DATA EXCERPTS
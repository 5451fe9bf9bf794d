//! Brick invocation and resource declaration.
//!
//! A [`BuildContext`] is handed to every brick. It owns no state of its own
//! beyond the current scope: declarations go straight into the pass-local
//! [`Registry`], and nested bricks receive a child context that shares it.
//!
//! # Example
//!
//! ```
//! use icbrick_lib::builder::{BuildContext, brick_fn};
//! use icbrick_lib::value::Value;
//!
//! let web = brick_fn(|ctx: &mut BuildContext<'_>, _params: &Value| {
//!   let sg = ctx.resource("sg", "AWS::EC2::SecurityGroup", Value::map([("GroupDescription", "web")]))?;
//!   let instance = ctx.resource(
//!     "instance",
//!     "AWS::EC2::Instance",
//!     Value::map([("SecurityGroups", Value::List(vec![sg.reference()]))]),
//!   )?;
//!   Value::concat([Value::from("http://"), instance.attr("PublicIp")])
//! });
//! # let _ = web;
//! ```

use std::collections::BTreeMap;

use tracing::trace;

use crate::error::CompileError;
use crate::reference::Reference;
use crate::registry::{DeletionPolicy, LogicalId, Registry, ScopePath, check_name};
use crate::value::{Intrinsic, Value};

/// A composable unit that declares resources and returns a value.
pub trait Brick {
  fn build(&self, ctx: &mut BuildContext<'_>, params: &Value) -> Result<Value, CompileError>;
}

impl<F> Brick for F
where
  F: Fn(&mut BuildContext<'_>, &Value) -> Result<Value, CompileError>,
{
  fn build(&self, ctx: &mut BuildContext<'_>, params: &Value) -> Result<Value, CompileError> {
    self(ctx, params)
  }
}

/// Pin a closure to the brick signature so its argument types are inferred.
pub fn brick_fn<F>(f: F) -> F
where
  F: Fn(&mut BuildContext<'_>, &Value) -> Result<Value, CompileError>,
{
  f
}

/// Source of bricks referenced by name (`author.brick_name`).
pub trait BrickLibrary {
  fn lookup(&self, name: &str) -> Option<&dyn Brick>;
}

/// In-memory brick library.
#[derive(Default)]
pub struct MapLibrary {
  bricks: BTreeMap<String, Box<dyn Brick>>,
}

impl MapLibrary {
  pub fn new() -> Self {
    Self::default()
  }

  /// Add a brick under `name`.
  ///
  /// # Errors
  ///
  /// Returns `InvalidShortName` if `name` is not of the form `author.brick_name`.
  pub fn insert(&mut self, name: &str, brick: impl Brick + 'static) -> Result<(), CompileError> {
    check_brick_name(name)?;
    self.bricks.insert(name.to_string(), Box::new(brick));
    Ok(())
  }

  pub fn len(&self) -> usize {
    self.bricks.len()
  }

  pub fn is_empty(&self) -> bool {
    self.bricks.is_empty()
  }
}

impl BrickLibrary for MapLibrary {
  fn lookup(&self, name: &str) -> Option<&dyn Brick> {
    self.bricks.get(name).map(|b| b.as_ref())
  }
}

/// Validate a library name of the form `author.brick_name`.
pub fn check_brick_name(name: &str) -> Result<(), CompileError> {
  let library = ScopePath::root("library");
  match name.split_once('.') {
    Some((author, brick)) => {
      check_name(&library, author)?;
      check_name(&library, brick)
    }
    None => Err(CompileError::InvalidShortName {
      scope: library.to_string(),
      name: name.to_string(),
      reason: "brick names take the form author.brick_name".to_string(),
    }),
  }
}

/// Handle to a declared (or forward-declared) resource.
#[derive(Debug, Clone, PartialEq, Eq)]
pub struct ResourceHandle {
  id: LogicalId,
}

impl ResourceHandle {
  pub fn new(id: LogicalId) -> Self {
    Self { id }
  }

  pub fn id(&self) -> &LogicalId {
    &self.id
  }

  /// The resource's primary value (`Ref`).
  pub fn reference(&self) -> Value {
    Value::Reference(Reference::to_ref(self.id.clone()))
  }

  /// A deploy-time attribute (`Fn::GetAtt`).
  pub fn attr(&self, name: &str) -> Value {
    Value::Reference(Reference::attribute(self.id.clone(), name))
  }
}

impl From<&ResourceHandle> for Value {
  fn from(handle: &ResourceHandle) -> Self {
    handle.reference()
  }
}

/// Options for [`BuildContext::resource_with`].
#[derive(Debug, Clone, Default)]
pub struct ResourceOptions {
  pub depends_on: Vec<LogicalId>,
  pub deletion_policy: Option<DeletionPolicy>,
}

impl ResourceOptions {
  pub fn new() -> Self {
    Self::default()
  }

  pub fn depends_on(mut self, handle: &ResourceHandle) -> Self {
    self.depends_on.push(handle.id.clone());
    self
  }

  pub fn deletion_policy(mut self, policy: DeletionPolicy) -> Self {
    self.deletion_policy = Some(policy);
    self
  }
}

/// Options for [`BuildContext::brick_with`].
#[derive(Debug, Clone, Default)]
pub struct BrickOptions {
  /// Ordering hints applied to every resource declared inside the brick.
  pub depends_on: Vec<LogicalId>,
}

impl BrickOptions {
  pub fn new() -> Self {
    Self::default()
  }

  pub fn depends_on(mut self, handle: &ResourceHandle) -> Self {
    self.depends_on.push(handle.id.clone());
    self
  }
}

/// The explicit, mutable build context threaded into every brick.
pub struct BuildContext<'p> {
  registry: &'p mut Registry,
  library: &'p dyn BrickLibrary,
  scope: ScopePath,
  inherited: Vec<LogicalId>,
}

impl<'p> BuildContext<'p> {
  pub fn new(registry: &'p mut Registry, library: &'p dyn BrickLibrary, scope: ScopePath) -> Self {
    Self {
      registry,
      library,
      scope,
      inherited: Vec::new(),
    }
  }

  pub fn scope(&self) -> &ScopePath {
    &self.scope
  }

  /// Declare a resource in the current scope.
  pub fn resource(&mut self, short_name: &str, type_tag: &str, properties: Value) -> Result<ResourceHandle, CompileError> {
    self.resource_with(short_name, type_tag, properties, ResourceOptions::default())
  }

  /// Declare a resource with explicit ordering hints or a deletion policy.
  ///
  /// # Errors
  ///
  /// - `ValueType` if `properties` is neither a map nor null
  /// - any registration error (see [`Registry::register`])
  pub fn resource_with(
    &mut self,
    short_name: &str,
    type_tag: &str,
    properties: Value,
    options: ResourceOptions,
  ) -> Result<ResourceHandle, CompileError> {
    let properties = match properties {
      Value::Map(map) => map,
      Value::Null => BTreeMap::new(),
      other => return Err(CompileError::value_type("property map", other.type_name())),
    };

    let mut depends_on = self.inherited.clone();
    depends_on.extend(options.depends_on);

    let record = self.registry.register(
      &self.scope,
      short_name,
      type_tag,
      properties,
      &depends_on,
      options.deletion_policy,
    )?;
    Ok(ResourceHandle::new(record.id.clone()))
  }

  /// Invoke `brick` as a nested brick named `short_name`.
  pub fn brick(&mut self, short_name: &str, brick: &dyn Brick, params: &Value) -> Result<Value, CompileError> {
    self.brick_with(short_name, brick, params, BrickOptions::default())
  }

  /// Invoke a nested brick whose resources all carry the given ordering hints.
  pub fn brick_with(
    &mut self,
    short_name: &str,
    brick: &dyn Brick,
    params: &Value,
    options: BrickOptions,
  ) -> Result<Value, CompileError> {
    self.invoke(short_name, None, brick, params, options)
  }

  /// Look up `brick_name` in the library and invoke it as `short_name`.
  ///
  /// # Errors
  ///
  /// - `InvalidShortName` if `brick_name` is not `author.brick_name`
  /// - `UnknownBrick` if the library has no such brick
  pub fn import(&mut self, brick_name: &str, short_name: &str, params: &Value) -> Result<Value, CompileError> {
    check_brick_name(brick_name)?;
    let library = self.library;
    let brick = library.lookup(brick_name).ok_or_else(|| CompileError::UnknownBrick {
      name: brick_name.to_string(),
    })?;
    self.invoke(short_name, Some(brick_name.to_string()), brick, params, BrickOptions::default())
  }

  fn invoke(
    &mut self,
    short_name: &str,
    brick_name: Option<String>,
    brick: &dyn Brick,
    params: &Value,
    options: BrickOptions,
  ) -> Result<Value, CompileError> {
    let scope = self.registry.register_brick(&self.scope, short_name, brick_name)?.scope.clone();
    trace!(scope = %scope, "building nested brick");

    let mut inherited = self.inherited.clone();
    inherited.extend(options.depends_on);

    let mut child = BuildContext {
      registry: &mut *self.registry,
      library: self.library,
      scope,
      inherited,
    };
    brick.build(&mut child, params)
  }

  /// Handle to a resource of this scope that may be declared later.
  pub fn forward_ref(&self, short_name: &str) -> Result<ResourceHandle, CompileError> {
    self.forward_ref_in(&self.scope, short_name)
  }

  /// Handle to a resource of any scope that may be declared later.
  pub fn forward_ref_in(&self, scope: &ScopePath, short_name: &str) -> Result<ResourceHandle, CompileError> {
    check_name(scope, short_name)?;
    Ok(ResourceHandle::new(LogicalId::derive(scope, short_name)))
  }

  /// Declare a secret template parameter and return its deferred value.
  ///
  /// # Errors
  ///
  /// - `DeferredValueRead` or `ValueType` unless `value` is a literal string
  /// - any parameter declaration error (see [`Registry::declare_parameter`])
  pub fn sensitive(&mut self, name: &str, value: &Value) -> Result<Value, CompileError> {
    let secret = value.as_str()?.to_string();
    self.registry.declare_parameter(&self.scope, name, secret)?;
    Ok(Value::from(Intrinsic::Parameter(name.to_string())))
  }

  /// A `BrickFailed` error attributed to the current scope.
  pub fn failure(&self, message: impl Into<String>) -> CompileError {
    CompileError::BrickFailed {
      scope: self.scope.to_string(),
      message: message.into(),
    }
  }
}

WORK ORDER
Filter the entries down to the lines that hold "BrickLibrary". Copy those lines.

PROBLEM SOLUTION
pub trait BrickLibrary {
impl BrickLibrary for MapLibrary {
  library: &'p dyn BrickLibrary,
  pub fn new(registry: &'p mut Registry, library: &'p dyn BrickLibrary, scope: ScopePath) -> Self {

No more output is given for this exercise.